The Legal Services Commission (LSC) has attacked high street firms for attempting to charge a fee for referring clients on to specialist firms on its serious fraud panel.

The LSC has been alerted to the practice by firms on the specialist panel which object to being asked to pay money to other firms in order to take on publicly-funded cases.

But although one senior Chancery Lane source described the practice as "scandalous", the Law Society says that the firms in question are not breaking its rules.

One of the panel firms to have received such requests – and resisted them – is niche Fleet Street specialist Corker Binning.

"I have been approached with an offer of work together with a request for payment and I declined that offer," said name partner David Corker.

Another lawyer from a top London fraud firm said he had rejected a similar approach for fear it was illegal.

"We have heard the reports," an LSC spokesman told Legal Week. "The LSC does not approve of or encourage this practice."

Although fee-sharing among lawyers is not banned by the Law Society, a number of senior Law Society figures have expressed concern about the practice.
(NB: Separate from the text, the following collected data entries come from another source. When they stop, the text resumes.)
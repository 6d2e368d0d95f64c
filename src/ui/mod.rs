//! Terminal UI components.
//!
//! - [`render`]: Draws the entry list, editor, preview and footer bars
//! - [`style`]: Theming and colors
//!
//! Layout helpers are public so input handling can map mouse positions to
//! the same panes the renderer draws.

pub mod style;

mod overlays;
mod render;
mod status;

pub use render::{
    PaneLayout, editor_text_height, list_row_at, list_scroll_start, pane_layout,
    preview_content_height, preview_content_width, render,
};

pub const LIST_WIDTH_PERCENT: u16 = 25;
pub const PREVIEW_LEFT_PADDING: u16 = 1;
//! The prompt collection being edited.
//!
//! A [`PromptDocument`] is a flat, ordered map from key to prompt text,
//! loaded from and saved to a single JSON object.

use std::path::Path;

use serde::ser::{Serialize, SerializeMap, Serializer};
use serde_json::Value;

use crate::error::{PromptError, Result};

/// An ordered collection of named prompts.
///
/// Keys are unique. Order follows the source file, with added keys appended,
/// and is kept when the document is written back out.
#[derive(Debug, Clone, Default, PartialEq, Eq)]
pub struct PromptDocument {
    entries: Vec<(String, String)>,
}

impl PromptDocument {
    /// Create an empty document.
    pub const fn new() -> Self {
        Self {
            entries: Vec::new(),
        }
    }

    /// Parse a JSON object of string values.
    ///
    /// # Errors
    ///
    /// Returns [`PromptError::MalformedJson`] for invalid JSON,
    /// [`PromptError::NotAnObject`] when the top level is not an object and
    /// [`PromptError::NonStringValue`] for the first non-string value.
    pub fn from_json_str(source: &str) -> Result<Self> {
        let value: Value = serde_json::from_str(source)?;
        let Value::Object(map) = value else {
            return Err(PromptError::NotAnObject);
        };
        let mut entries = Vec::with_capacity(map.len());
        for (key, value) in map {
            match value {
                Value::String(text) => entries.push((key, text)),
                _ => return Err(PromptError::NonStringValue { key }),
            }
        }
        Ok(Self { entries })
    }

    /// Read and parse a prompt file.
    ///
    /// # Errors
    ///
    /// Returns [`PromptError::Read`] when the file cannot be read, otherwise
    /// the errors of [`from_json_str`](Self::from_json_str).
    pub fn load(path: &Path) -> Result<Self> {
        let source = std::fs::read_to_string(path).map_err(|source| PromptError::Read {
            path: path.to_path_buf(),
            source,
        })?;
        let doc = Self::from_json_str(&source)?;
        tracing::debug!(path = %path.display(), entries = doc.len(), "loaded prompt file");
        Ok(doc)
    }

    /// Serialize as JSON indented with two spaces.
    pub fn to_pretty_json(&self) -> String {
        // Serializing string pairs into a String cannot fail.
        serde_json::to_string_pretty(self).unwrap_or_default()
    }

    /// Number of prompts.
    pub fn len(&self) -> usize {
        self.entries.len()
    }

    /// Whether the document holds no prompts.
    pub fn is_empty(&self) -> bool {
        self.entries.is_empty()
    }

    /// Whether a prompt named `key` exists.
    pub fn contains_key(&self, key: &str) -> bool {
        self.position(key).is_some()
    }

    /// Index of `key` in display order.
    pub fn position(&self, key: &str) -> Option<usize> {
        self.entries.iter().position(|(k, _)| k == key)
    }

    /// Text of the prompt named `key`.
    pub fn get(&self, key: &str) -> Option<&str> {
        self.entries
            .iter()
            .find(|(k, _)| k == key)
            .map(|(_, v)| v.as_str())
    }

    /// The key at `index` in display order.
    pub fn key_at(&self, index: usize) -> Option<&str> {
        self.entries.get(index).map(|(k, _)| k.as_str())
    }

    /// Prompt names in display order.
    pub fn keys(&self) -> impl Iterator<Item = &str> {
        self.entries.iter().map(|(k, _)| k.as_str())
    }

    /// Name and text pairs in display order.
    pub fn iter(&self) -> impl Iterator<Item = (&str, &str)> {
        self.entries.iter().map(|(k, v)| (k.as_str(), v.as_str()))
    }

    /// Replace the text of an existing prompt.
    ///
    /// Returns `false` (and changes nothing) when `key` is absent.
    pub fn set_value(&mut self, key: &str, value: impl Into<String>) -> bool {
        match self.entries.iter_mut().find(|(k, _)| k == key) {
            Some((_, slot)) => {
                *slot = value.into();
                true
            }
            None => false,
        }
    }

    /// Append a new, empty prompt named `name`.
    ///
    /// The name is stored as typed; only the emptiness check trims it.
    ///
    /// # Errors
    ///
    /// Returns [`PromptError::EmptyKey`] for a blank name and
    /// [`PromptError::DuplicateKey`] when the key already exists. The
    /// document is unchanged in both cases.
    pub fn add_key(&mut self, name: &str) -> Result<()> {
        if name.trim().is_empty() {
            return Err(PromptError::EmptyKey);
        }
        if self.contains_key(name) {
            return Err(PromptError::DuplicateKey(name.to_string()));
        }
        self.entries.push((name.to_string(), String::new()));
        Ok(())
    }

    /// Remove `key`, keeping the order of the remaining prompts.
    pub fn remove_key(&mut self, key: &str) -> Option<String> {
        let index = self.position(key)?;
        Some(self.entries.remove(index).1)
    }
}

impl Serialize for PromptDocument {
    fn serialize<S: Serializer>(&self, serializer: S) -> std::result::Result<S::Ok, S::Error> {
        let mut map = serializer.serialize_map(Some(self.entries.len()))?;
        for (key, value) in &self.entries {
            map.serialize_entry(key, value)?;
        }
        map.end()
    }
}

#[cfg(test)]
mod tests {
    use super::*;

    fn sample() -> PromptDocument {
        PromptDocument::from_json_str(r#"{"greeting": "Hello", "system": "Be **brief**."}"#)
            .unwrap()
    }

    #[test]
    fn test_parse_keeps_source_order() {
        let doc = PromptDocument::from_json_str(r#"{"b": "2", "a": "1", "c": "3"}"#).unwrap();
        assert_eq!(doc.keys().collect::<Vec<_>>(), vec!["b", "a", "c"]);
    }

    #[test]
    fn test_parse_empty_object() {
        let doc = PromptDocument::from_json_str("{}").unwrap();
        assert!(doc.is_empty());
    }

    #[test]
    fn test_invalid_json_is_malformed() {
        let err = PromptDocument::from_json_str("{not json").unwrap_err();
        assert!(matches!(err, PromptError::MalformedJson(_)));
        assert!(err.to_string().starts_with("Invalid JSON file"));
    }

    #[test]
    fn test_array_is_not_an_object() {
        let err = PromptDocument::from_json_str(r#"["a"]"#).unwrap_err();
        assert!(matches!(err, PromptError::NotAnObject));
    }

    #[test]
    fn test_nested_value_is_rejected_with_key() {
        let err = PromptDocument::from_json_str(r#"{"ok": "x", "bad": {"n": 1}}"#).unwrap_err();
        match err {
            PromptError::NonStringValue { key } => assert_eq!(key, "bad"),
            other => panic!("unexpected error: {other}"),
        }
    }

    #[test]
    fn test_pretty_json_uses_two_space_indent() {
        let doc = sample();
        assert_eq!(
            doc.to_pretty_json(),
            "{\n  \"greeting\": \"Hello\",\n  \"system\": \"Be **brief**.\"\n}"
        );
    }

    #[test]
    fn test_round_trip_preserves_mapping() {
        let mut doc = sample();
        doc.set_value("greeting", "line one\nline \"two\"\ttab");
        let reloaded = PromptDocument::from_json_str(&doc.to_pretty_json()).unwrap();
        assert_eq!(reloaded, doc);
    }

    #[test]
    fn test_add_key_appends_empty_prompt() {
        let mut doc = sample();
        doc.add_key("new").unwrap();
        assert_eq!(doc.len(), 3);
        assert_eq!(doc.key_at(2), Some("new"));
        assert_eq!(doc.get("new"), Some(""));
    }

    #[test]
    fn test_add_existing_key_is_rejected_and_unchanged() {
        let mut doc = sample();
        let before = doc.clone();
        let err = doc.add_key("greeting").unwrap_err();
        assert!(matches!(err, PromptError::DuplicateKey(_)));
        assert_eq!(err.to_string(), "Key already exists");
        assert_eq!(doc, before);
    }

    #[test]
    fn test_add_key_with_empty_value_is_still_a_duplicate() {
        let mut doc = PromptDocument::from_json_str(r#"{"blank": ""}"#).unwrap();
        assert!(matches!(
            doc.add_key("blank"),
            Err(PromptError::DuplicateKey(_))
        ));
    }

    #[test]
    fn test_add_blank_key_is_rejected() {
        let mut doc = sample();
        assert!(matches!(doc.add_key("   "), Err(PromptError::EmptyKey)));
        assert_eq!(doc.len(), 2);
    }

    #[test]
    fn test_remove_key_removes_only_that_key() {
        let mut doc = PromptDocument::from_json_str(r#"{"a": "1", "b": "2", "c": "3"}"#).unwrap();
        assert_eq!(doc.remove_key("b"), Some("2".to_string()));
        assert_eq!(doc.keys().collect::<Vec<_>>(), vec!["a", "c"]);
        assert_eq!(doc.get("a"), Some("1"));
        assert_eq!(doc.get("c"), Some("3"));
    }

    #[test]
    fn test_set_value_on_missing_key_is_noop() {
        let mut doc = sample();
        assert!(!doc.set_value("missing", "x"));
        assert_eq!(doc.len(), 2);
    }

    #[test]
    fn test_load_reports_read_errors() {
        let dir = tempfile::tempdir().unwrap();
        let err = PromptDocument::load(&dir.path().join("missing.json")).unwrap_err();
        assert!(matches!(err, PromptError::Read { .. }));
    }
}
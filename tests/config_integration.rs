use std::path::PathBuf;

use prompt_writer::config::{ConfigFlags, ThemeMode, load_config_flags, parse_flag_tokens};

#[test]
fn test_config_file_parsing_ignores_comments_and_blank_lines() {
    let dir = tempfile::tempdir().unwrap();
    let path = dir.path().join(".promptwriterrc");
    let content = r"
# comment
--direct-save

--theme light

--output-dir=exports
";
    std::fs::write(&path, content).unwrap();

    let flags = load_config_flags(&path).unwrap();
    assert!(flags.direct_save);
    assert_eq!(flags.theme, Some(ThemeMode::Light));
    assert_eq!(flags.output_dir, Some(PathBuf::from("exports")));
}

#[test]
fn test_cli_flags_override_file_flags() {
    let dir = tempfile::tempdir().unwrap();
    let path = dir.path().join(".promptwriterrc");
    let content = "--direct-save\n--theme light\n--log-file file.log\n";
    std::fs::write(&path, content).unwrap();

    let file_flags = load_config_flags(&path).unwrap();
    let cli_args = vec![
        "prompt-writer".to_string(),
        "--theme".to_string(),
        "dark".to_string(),
        "--no-preview".to_string(),
    ];
    let cli_flags = parse_flag_tokens(&cli_args);

    let effective = file_flags.union(&cli_flags);
    assert!(effective.direct_save, "file flags should remain enabled");
    assert!(effective.no_preview, "cli flags should be applied");
    assert_eq!(effective.theme, Some(ThemeMode::Dark), "cli should override theme");
    assert_eq!(
        effective.log_file,
        Some(PathBuf::from("file.log")),
        "file config should be preserved when CLI does not override"
    );
}

#[test]
fn test_local_override_layers_over_global() {
    let dir = tempfile::tempdir().unwrap();
    let global = dir.path().join("config");
    let local = dir.path().join(".promptwriterrc");
    std::fs::write(&global, "--output-dir global-out\n--no-preview\n").unwrap();
    std::fs::write(&local, "--output-dir local-out\n").unwrap();

    let merged = load_config_flags(&global)
        .unwrap()
        .union(&load_config_flags(&local).unwrap());
    assert_eq!(merged.output_dir, Some(PathBuf::from("local-out")));
    assert!(merged.no_preview);
}

#[test]
fn test_config_union_merges_booleans() {
    let file = ConfigFlags {
        direct_save: true,
        ..ConfigFlags::default()
    };
    let cli = ConfigFlags {
        no_preview: true,
        ..ConfigFlags::default()
    };
    let merged = file.union(&cli);
    assert!(merged.direct_save);
    assert!(merged.no_preview);
}
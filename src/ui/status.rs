use ratatui::prelude::*;
use ratatui::widgets::Paragraph;

use crate::app::{Focus, Model, ToastLevel};

pub fn render_status_bar(model: &Model, frame: &mut Frame, area: Rect) {
    let filename = model.file_name().unwrap_or_else(|| "untitled".to_string());
    let dirty_indicator = if model.dirty { " [modified]" } else { "" };

    let (mode, hints) = match model.focus {
        Focus::List => ("LIST", "Enter:edit  a:add  d:delete  c/C:copy  Ctrl+S:save"),
        Focus::Editor => ("EDIT", "Esc:list  Ctrl+J/Ctrl+Y:copy  Ctrl+S:save"),
    };
    let cursor_info = model.editor.as_ref().map_or_else(String::new, |editor| {
        let c = editor.buffer.cursor();
        format!("  Ln {}, Col {}", c.line + 1, c.col + 1)
    });

    let status = format!(
        " {mode}  {filename}{dirty_indicator}  {} prompts{cursor_info}  {hints}  F1:help",
        model.document.len()
    );

    let bar_style = match model.focus {
        Focus::List => Style::default().bg(Color::DarkGray).fg(Color::White),
        Focus::Editor => Style::default().bg(Color::Magenta).fg(Color::White),
    };
    frame.render_widget(Paragraph::new(status).style(bar_style), area);
}

pub fn render_toast_bar(model: &Model, frame: &mut Frame, area: Rect) {
    let Some((message, level)) = model.active_toast() else {
        return;
    };
    let (prefix, style) = match level {
        ToastLevel::Info => (
            "[info]",
            Style::default().bg(Color::DarkGray).fg(Color::White),
        ),
        ToastLevel::Warning => (
            "[warn]",
            Style::default().bg(Color::Yellow).fg(Color::Black),
        ),
        ToastLevel::Error => ("[error]", Style::default().bg(Color::Red).fg(Color::White)),
    };
    let toast = Paragraph::new(format!("{prefix} {message}")).style(style);
    frame.render_widget(toast, area);
}
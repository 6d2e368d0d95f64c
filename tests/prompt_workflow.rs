use std::fs;

use prompt_writer::clipboard::CopyMode;
use prompt_writer::editor::{MarkdownToken, insert};
use prompt_writer::error::PromptError;
use prompt_writer::export::{json_safe, timestamped_file_name, write_document};
use prompt_writer::prompts::PromptDocument;
use tempfile::tempdir;

#[test]
fn load_edit_save_reload_keeps_order_and_text() {
    let dir = tempdir().unwrap();
    let source = dir.path().join("prompts.json");
    fs::write(
        &source,
        r#"{"system": "You are terse.", "user": "Summarize this", "notes": ""}"#,
    )
    .unwrap();

    let mut doc = PromptDocument::load(&source).unwrap();
    let value = doc.get("user").unwrap().to_string();
    let (prefix, suffix) = MarkdownToken::Bold.pair();
    let edited = insert(&value, 0, 9, prefix, suffix).unwrap();
    assert!(doc.set_value("user", edited.text));
    doc.add_key("extra").unwrap();

    let at = chrono::NaiveDate::from_ymd_opt(2025, 1, 2)
        .unwrap()
        .and_hms_milli_opt(3, 4, 5, 6)
        .unwrap();
    let name = timestamped_file_name(Some("prompts.json"), at);
    assert_eq!(name, "prompts_20250102_030405_006.json");
    let target = dir.path().join(name);
    write_document(&target, &doc).unwrap();

    let reloaded = PromptDocument::load(&target).unwrap();
    assert_eq!(
        reloaded.keys().collect::<Vec<_>>(),
        vec!["system", "user", "notes", "extra"]
    );
    assert_eq!(reloaded.get("user"), Some("**Summarize** this"));
    assert_eq!(reloaded, doc);

    // The original file is left alone.
    let original = PromptDocument::load(&source).unwrap();
    assert_eq!(original.get("user"), Some("Summarize this"));
}

#[test]
fn saved_file_is_pretty_printed() {
    let dir = tempdir().unwrap();
    let target = dir.path().join("out.json");
    let doc = PromptDocument::from_json_str(r#"{"a":"line one\nline two"}"#).unwrap();
    write_document(&target, &doc).unwrap();
    let written = fs::read_to_string(&target).unwrap();
    assert!(written.starts_with("{\n  \"a\": "), "{written}");
    assert!(written.contains("line one\\nline two"));
}

#[test]
fn overwriting_replaces_previous_content() {
    let dir = tempdir().unwrap();
    let target = dir.path().join("out.json");
    fs::write(&target, "old").unwrap();
    let doc = PromptDocument::from_json_str(r#"{"k": "v"}"#).unwrap();
    write_document(&target, &doc).unwrap();
    assert_eq!(PromptDocument::load(&target).unwrap(), doc);
}

#[test]
fn rejects_documents_that_are_not_prompt_maps() {
    assert!(matches!(
        PromptDocument::from_json_str("[1, 2]"),
        Err(PromptError::NotAnObject)
    ));
    assert!(matches!(
        PromptDocument::from_json_str(r#"{"n": 3}"#),
        Err(PromptError::NonStringValue { .. })
    ));
    assert!(matches!(
        PromptDocument::from_json_str("{"),
        Err(PromptError::MalformedJson(_))
    ));
}

#[test]
fn missing_file_reports_read_error() {
    let dir = tempdir().unwrap();
    let err = PromptDocument::load(&dir.path().join("nope.json")).unwrap_err();
    assert!(matches!(err, PromptError::Read { .. }));
}

#[test]
fn copy_payloads_match_modes() {
    let text = "Say \"hi\"\n\tthen stop";
    assert_eq!(CopyMode::Formatted.payload(text), text);
    assert_eq!(CopyMode::JsonSafe.payload(text), json_safe(text));
    assert_eq!(json_safe(text), r#"Say \"hi\"\n\tthen stop"#);
}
"The problem I see is that both solicitors may be putting their interests ahead of the client – they have to be content that they have exercised their referral choice on an honourable basis," said Edward Nally, who chairs the Law Society's standards board.

However, a Law Society spokesperson said: "Our professional rules do not prohibit referrals between solicitors – indeed when the referral is to a solicitor with particular expertise in the work, that will be very much in the client's interests."